- [Exercise instructions]:
Go through the data below line by line and report how many lines contain "before", giving only that figure.

- [Data entries]:
=== Section Start ===

//! Database models for access-control reference data.

use crate::types::{Action, PermissionId, ResourceTypeId, UserId};
use chrono::{DateTime, Utc};
use sqlx::FromRow;

/// Database response for a permission definition
#[derive(Debug, Clone, FromRow)]
pub struct PermissionDBResponse {
    pub id: PermissionId,
    pub name: String,
    pub description: Option<String>,
    pub resource_type_id: ResourceTypeId,
    pub action: Action,
    #[sqlx(default)]
    pub resource_type: String,
}

/// A per-user override row
#[derive(Debug, Clone, FromRow)]
pub struct UserPermissionDBResponse {
    pub user_id: UserId,
    pub permission_id: PermissionId,
    pub granted: bool,
    pub granted_by: Option<UserId>,
    pub updated_at: DateTime<Utc>,
}

/// Database request for upserting an override
#[derive(Debug, Clone)]
pub struct UserPermissionUpsertDBRequest {
    pub user_id: UserId,
    pub permission_id: PermissionId,
    pub granted: bool,
    pub granted_by: UserId,
}

/// One override joined with its permission name, for the admin read surface
#[derive(Debug, Clone, FromRow)]
pub struct UserPermissionDetail {
    pub permission_name: String,
    pub resource_type: String,
    pub action: Action,
    pub granted: bool,
    pub granted_by: Option<UserId>,
}
//! Request/response models for user endpoints.

use crate::db::models::users::UserDBResponse;
use crate::types::{SessionId, UserId};
use chrono::{DateTime, Utc};
use serde::{Deserialize, Serialize};
use utoipa::ToSchema;

/// The authenticated caller, resolved from the bearer token on each request.
#[derive(Debug, Clone)]
pub struct CurrentUser {
    pub id: UserId,
    pub email: String,
    pub display_name: Option<String>,
    pub role_name: String,
    pub session_id: SessionId,
}

/// Public view of a user account
#[derive(Debug, Clone, Serialize, Deserialize, ToSchema)]
pub struct UserResponse {
    #[schema(value_type = uuid::Uuid)]
    pub id: UserId,
    pub email: String,
    pub display_name: Option<String>,
    pub role: String,
    pub is_active: bool,
    pub created_at: DateTime<Utc>,
    pub updated_at: DateTime<Utc>,
}

impl From<UserDBResponse> for UserResponse {
    fn from(user: UserDBResponse) -> Self {
        Self {
            id: user.id,
            email: user.email,
            display_name: user.display_name,
            role: user.role_name,
            is_active: user.is_active,
            created_at: user.created_at,
            updated_at: user.updated_at,
        }
    }
}

/// Profile update for the authenticated user
#[derive(Debug, Clone, Deserialize, ToSchema)]
pub struct UserUpdateRequest {
    pub display_name: Option<String>,
}

/// Pagination parameters for user listing
#[derive(Debug, Clone, Deserialize, ToSchema)]
pub struct UserListQuery {
    #[serde(default)]
    pub skip: i64,
    #[serde(default = "default_limit")]
    pub limit: i64,
}

fn default_limit() -> i64 {
    100
}
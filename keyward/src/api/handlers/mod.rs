//! Axum route handlers.

pub mod auth;
pub mod permissions;
pub mod users;

use crate::{
    api::models::users::CurrentUser,
    auth::permissions::has_permission,
    errors::{Error, Result},
    types::Action,
    AppState,
};

/// Gate a handler on the caller holding `resource:action`.
///
/// Every protected route goes through this one check; handlers never
/// inspect roles directly.
pub async fn require_permission(state: &AppState, user: &CurrentUser, resource: &str, action: Action) -> Result<()> {
    let mut conn = state.db.acquire().await.map_err(crate::db::errors::DbError::from)?;

    if has_permission(&mut conn, user.id, resource, action).await? {
        Ok(())
    } else {
        Err(Error::InsufficientPermissions {
            resource: resource.to_string(),
            action,
        })
    }
}
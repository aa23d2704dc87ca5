//! Authentication and authorization.
//!
//! - [`password`]: Argon2id credential hashing and verification
//! - [`tokens`]: signed, fingerprint-bound access tokens
//! - [`engine`]: login / refresh / logout orchestration
//! - [`permissions`]: role + override resolution and the permission check
//! - [`current_user`]: request extraction for protected routes

pub mod current_user;
pub mod engine;
pub mod password;
pub mod permissions;
pub mod tokens;
//! SQLite-backed vector index.
//!
//! Embeddings are L2-normalized before insertion, so cosine similarity is
//! a dot product. Queries scan the stored vectors exactly; equal
//! similarities fall back to insertion order for reproducible results.

use std::path::Path;
use std::sync::{Arc, Mutex};

use async_trait::async_trait;
use rusqlite::{params, Connection, OpenFlags};
use tracing::{debug, info};

use manual_core::{ManualError, Result, VectorRecord, VectorStore};

/// File name of the vector database inside the persist directory.
pub const VECTOR_DB_FILE: &str = "vectors.db";

const SCHEMA: &str = r#"
CREATE TABLE IF NOT EXISTS embeddings (
    seq         INTEGER PRIMARY KEY AUTOINCREMENT,
    chunk_id    TEXT NOT NULL UNIQUE,
    page_number INTEGER NOT NULL,
    dim         INTEGER NOT NULL,
    embedding   BLOB NOT NULL
);
"#;

/// SQLite-based vector store implementation.
#[derive(Debug)]
pub struct SqliteVectorStore {
    conn: Arc<Mutex<Connection>>,
}

impl SqliteVectorStore {
    /// Open or create a database at the given path.
    pub fn open(path: impl AsRef<Path>) -> Result<Self> {
        let path = path.as_ref();

        if let Some(parent) = path.parent() {
            std::fs::create_dir_all(parent)?;
        }

        let conn = Connection::open_with_flags(
            path,
            OpenFlags::SQLITE_OPEN_READ_WRITE
                | OpenFlags::SQLITE_OPEN_CREATE
                | OpenFlags::SQLITE_OPEN_NO_MUTEX,
        )
        .map_err(|e| ManualError::database(format!("Failed to open database: {}", e)))?;

        Self::init(conn, path)
    }

    /// Open an existing database, failing if it is absent.
    pub fn open_existing(path: impl AsRef<Path>) -> Result<Self> {
        let path = path.as_ref();
        if !path.exists() {
            return Err(ManualError::index_not_found(
                "vector",
                format!("database missing: {:?}", path),
            ));
        }
        Self::open(path)
    }

    /// Open an in-memory database (for testing).
    pub fn open_memory() -> Result<Self> {
        let conn = Connection::open_in_memory()
            .map_err(|e| ManualError::database(format!("Failed to open in-memory database: {}", e)))?;
        Self::init(conn, Path::new(":memory:"))
    }

    fn init(conn: Connection, path: &Path) -> Result<Self> {
        conn.execute_batch(
            r#"
            PRAGMA journal_mode = WAL;
            PRAGMA synchronous = NORMAL;
            PRAGMA busy_timeout = 30000;
            PRAGMA temp_store = MEMORY;
            "#,
        )
        .map_err(|e| ManualError::database(format!("Failed to configure connection: {}", e)))?;

        conn.execute_batch(SCHEMA)
            .map_err(|e| ManualError::database(format!("Failed to initialize schema: {}", e)))?;

        info!("Vector store opened at {:?}", path);

        Ok(Self {
            conn: Arc::new(Mutex::new(conn)),
        })
    }

    fn lock(&self) -> Result<std::sync::MutexGuard<'_, Connection>> {
        self.conn
            .lock()
            .map_err(|_| ManualError::database("vector store mutex poisoned"))
    }
}

fn embedding_to_blob(embedding: &[f32]) -> Vec<u8> {
    let mut blob = Vec::with_capacity(embedding.len() * 4);
    for value in embedding {
        blob.extend_from_slice(&value.to_le_bytes());
    }
    blob
}

fn blob_to_embedding(blob: &[u8]) -> Result<Vec<f32>> {
    if blob.len() % 4 != 0 {
        return Err(ManualError::database("embedding blob length not a multiple of 4"));
    }
    Ok(blob
        .chunks_exact(4)
        .map(|b| f32::from_le_bytes([b[0], b[1], b[2], b[3]]))
        .collect())
}

fn dot(a: &[f32], b: &[f32]) -> f32 {
    a.iter().zip(b).map(|(x, y)| x * y).sum()
}

#[async_trait]
impl VectorStore for SqliteVectorStore {
    async fn upsert(&self, records: &[VectorRecord]) -> Result<()> {
        let mut conn = self.lock()?;
        let tx = conn
            .transaction()
            .map_err(|e| ManualError::database(format!("Failed to start transaction: {}", e)))?;

        {
            let mut stmt = tx
                .prepare(
                    "INSERT INTO embeddings (chunk_id, page_number, dim, embedding)
                     VALUES (?1, ?2, ?3, ?4)
                     ON CONFLICT(chunk_id) DO UPDATE SET
                         page_number = excluded.page_number,
                         dim = excluded.dim,
                         embedding = excluded.embedding",
                )
                .map_err(|e| ManualError::database(format!("Failed to prepare upsert: {}", e)))?;

            for record in records {
                stmt.execute(params![
                    record.chunk_id,
                    record.page_number,
                    record.embedding.len() as i64,
                    embedding_to_blob(&record.embedding),
                ])
                .map_err(|e| ManualError::database(format!("Failed to upsert embedding: {}", e)))?;
            }
        }

        tx.commit()
            .map_err(|e| ManualError::database(format!("Failed to commit upsert: {}", e)))?;

        debug!("Upserted {} embeddings", records.len());
        Ok(())
    }

    async fn remove(&self, chunk_ids: &[String]) -> Result<()> {
        let mut conn = self.lock()?;
        let tx = conn
            .transaction()
            .map_err(|e| ManualError::database(format!("Failed to start transaction: {}", e)))?;

        {
            let mut stmt = tx
                .prepare("DELETE FROM embeddings WHERE chunk_id = ?1")
                .map_err(|e| ManualError::database(format!("Failed to prepare delete: {}", e)))?;

            for chunk_id in chunk_ids {
                stmt.execute(params![chunk_id])
                    .map_err(|e| ManualError::database(format!("Failed to delete embedding: {}", e)))?;
            }
        }

        tx.commit()
            .map_err(|e| ManualError::database(format!("Failed to commit delete: {}", e)))?;

        debug!("Removed {} embeddings", chunk_ids.len());
        Ok(())
    }

    async fn query(&self, vector: &[f32], k: usize) -> Result<Vec<String>> {
        let conn = self.lock()?;
        let mut stmt = conn
            .prepare("SELECT chunk_id, embedding FROM embeddings ORDER BY seq")
            .map_err(|e| ManualError::database(format!("Failed to prepare query: {}", e)))?;

        let rows = stmt
            .query_map([], |row| {
                Ok((row.get::<_, String>(0)?, row.get::<_, Vec<u8>>(1)?))
            })
            .map_err(|e| ManualError::database(format!("Failed to query embeddings: {}", e)))?;

        let mut scored: Vec<(String, f32)> = Vec::new();
        for row in rows {
            let (chunk_id, blob) =
                row.map_err(|e| ManualError::database(format!("Failed to read row: {}", e)))?;
            let embedding = blob_to_embedding(&blob)?;
            if embedding.len() != vector.len() {
                return Err(ManualError::database(format!(
                    "dimension mismatch: stored {} vs query {}",
                    embedding.len(),
                    vector.len()
                )));
            }
            scored.push((chunk_id, dot(vector, &embedding)));
        }

        // Stable sort keeps the seq order on equal similarity.
        scored.sort_by(|a, b| b.1.partial_cmp(&a.1).unwrap_or(std::cmp::Ordering::Equal));
        scored.truncate(k);

        Ok(scored.into_iter().map(|(id, _)| id).collect())
    }

    async fn chunk_ids(&self) -> Result<Vec<String>> {
        let conn = self.lock()?;
        let mut stmt = conn
            .prepare("SELECT chunk_id FROM embeddings ORDER BY seq")
            .map_err(|e| ManualError::database(format!("Failed to prepare id scan: {}", e)))?;

        let rows = stmt
            .query_map([], |row| row.get::<_, String>(0))
            .map_err(|e| ManualError::database(format!("Failed to scan ids: {}", e)))?;

        let mut ids = Vec::new();
        for row in rows {
            ids.push(row.map_err(|e| ManualError::database(format!("Failed to read id: {}", e)))?);
        }
        Ok(ids)
    }

    async fn len(&self) -> Result<usize> {
        let conn = self.lock()?;
        let count: i64 = conn
            .query_row("SELECT COUNT(*) FROM embeddings", [], |row| row.get(0))
            .map_err(|e| ManualError::database(format!("Failed to count embeddings: {}", e)))?;
        Ok(count as usize)
    }
}
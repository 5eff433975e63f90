//! Retry policy for external collaborator calls.
//!
//! An explicit policy object (attempts, backoff schedule, retryable-error
//! predicate) so retry behavior is testable with tokio's paused clock.

use std::future::Future;
use std::time::Duration;

use tracing::warn;

use crate::error::{ManualError, Result};

/// Bounded retry with exponential backoff.
#[derive(Debug, Clone)]
pub struct RetryPolicy {
    /// Total attempts, including the first.
    pub max_attempts: u32,

    /// Delay before the first retry.
    pub base_delay: Duration,

    /// Cap applied to every delay.
    pub max_delay: Duration,
}

impl Default for RetryPolicy {
    fn default() -> Self {
        Self {
            max_attempts: 5,
            base_delay: Duration::from_secs(5),
            max_delay: Duration::from_secs(60),
        }
    }
}

impl RetryPolicy {
    pub fn new(max_attempts: u32, base_delay: Duration, max_delay: Duration) -> Self {
        Self {
            max_attempts,
            base_delay,
            max_delay,
        }
    }

    /// A policy that runs the operation exactly once.
    pub fn no_retry() -> Self {
        Self::new(1, Duration::ZERO, Duration::ZERO)
    }

    /// Delay before retry number `retry` (1-based), doubling each time.
    fn delay_for(&self, retry: u32) -> Duration {
        let factor = 2u32.saturating_pow(retry.saturating_sub(1));
        self.base_delay
            .saturating_mul(factor)
            .min(self.max_delay)
    }

    /// Run `op` until it succeeds, a non-retryable error occurs, or
    /// attempts are exhausted. The last error is returned as-is.
    pub async fn run<T, F, Fut, P>(&self, mut op: F, retryable: P) -> Result<T>
    where
        F: FnMut() -> Fut,
        Fut: Future<Output = Result<T>>,
        P: Fn(&ManualError) -> bool,
    {
        let attempts = self.max_attempts.max(1);
        let mut last_err = None;

        for attempt in 1..=attempts {
            match op().await {
                Ok(value) => return Ok(value),
                Err(err) => {
                    if attempt == attempts || !retryable(&err) {
                        return Err(err);
                    }
                    let delay = self.delay_for(attempt);
                    warn!(
                        "Retryable error (attempt {}/{}), retrying in {:?}: {}",
                        attempt, attempts, delay, err
                    );
                    last_err = Some(err);
                    tokio::time::sleep(delay).await;
                }
            }
        }

        // Unreachable: the loop always returns on the final attempt.
        Err(last_err.unwrap_or_else(|| ManualError::internal("retry loop exited early")))
    }
}

#[cfg(test)]
mod tests {
    use super::*;
    use std::sync::atomic::{AtomicU32, Ordering};
    use std::sync::Arc;

    fn always_retryable(_: &ManualError) -> bool {
        true
    }

    #[tokio::test(start_paused = true)]
    async fn test_succeeds_after_transient_failures() {
        let policy = RetryPolicy::new(4, Duration::from_millis(10), Duration::from_secs(1));
        let calls = Arc::new(AtomicU32::new(0));

        let calls2 = calls.clone();
        let result: Result<u32> = policy
            .run(
                move || {
                    let calls = calls2.clone();
                    async move {
                        let n = calls.fetch_add(1, Ordering::SeqCst) + 1;
                        if n < 3 {
                            Err(ManualError::collaborator("generation", "rate limited"))
                        } else {
                            Ok(n)
                        }
                    }
                },
                always_retryable,
            )
            .await;

        assert_eq!(result.unwrap(), 3);
        assert_eq!(calls.load(Ordering::SeqCst), 3);
    }

    #[tokio::test(start_paused = true)]
    async fn test_exhausts_attempts() {
        let policy = RetryPolicy::new(3, Duration::from_millis(1), Duration::from_millis(8));
        let calls = Arc::new(AtomicU32::new(0));

        let calls2 = calls.clone();
        let result: Result<()> = policy
            .run(
                move || {
                    let calls = calls2.clone();
                    async move {
                        calls.fetch_add(1, Ordering::SeqCst);
                        Err(ManualError::collaborator("generation", "unavailable"))
                    }
                },
                always_retryable,
            )
            .await;

        assert!(result.is_err());
        assert_eq!(calls.load(Ordering::SeqCst), 3);
    }

    #[tokio::test(start_paused = true)]
    async fn test_non_retryable_fails_fast() {
        let policy = RetryPolicy::new(5, Duration::from_secs(1), Duration::from_secs(60));
        let calls = Arc::new(AtomicU32::new(0));

        let calls2 = calls.clone();
        let result: Result<()> = policy
            .run(
                move || {
                    let calls = calls2.clone();
                    async move {
                        calls.fetch_add(1, Ordering::SeqCst);
                        Err(ManualError::configuration("bad request"))
                    }
                },
                |err| matches!(err, ManualError::Collaborator { .. }),
            )
            .await;

        assert!(result.is_err());
        assert_eq!(calls.load(Ordering::SeqCst), 1);
    }

    #[test]
    fn test_backoff_doubles_and_caps() {
        let policy = RetryPolicy::new(5, Duration::from_secs(5), Duration::from_secs(12));
        assert_eq!(policy.delay_for(1), Duration::from_secs(5));
        assert_eq!(policy.delay_for(2), Duration::from_secs(10));
        assert_eq!(policy.delay_for(3), Duration::from_secs(12));
    }
}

=== Section End ===

- [Your response]:
3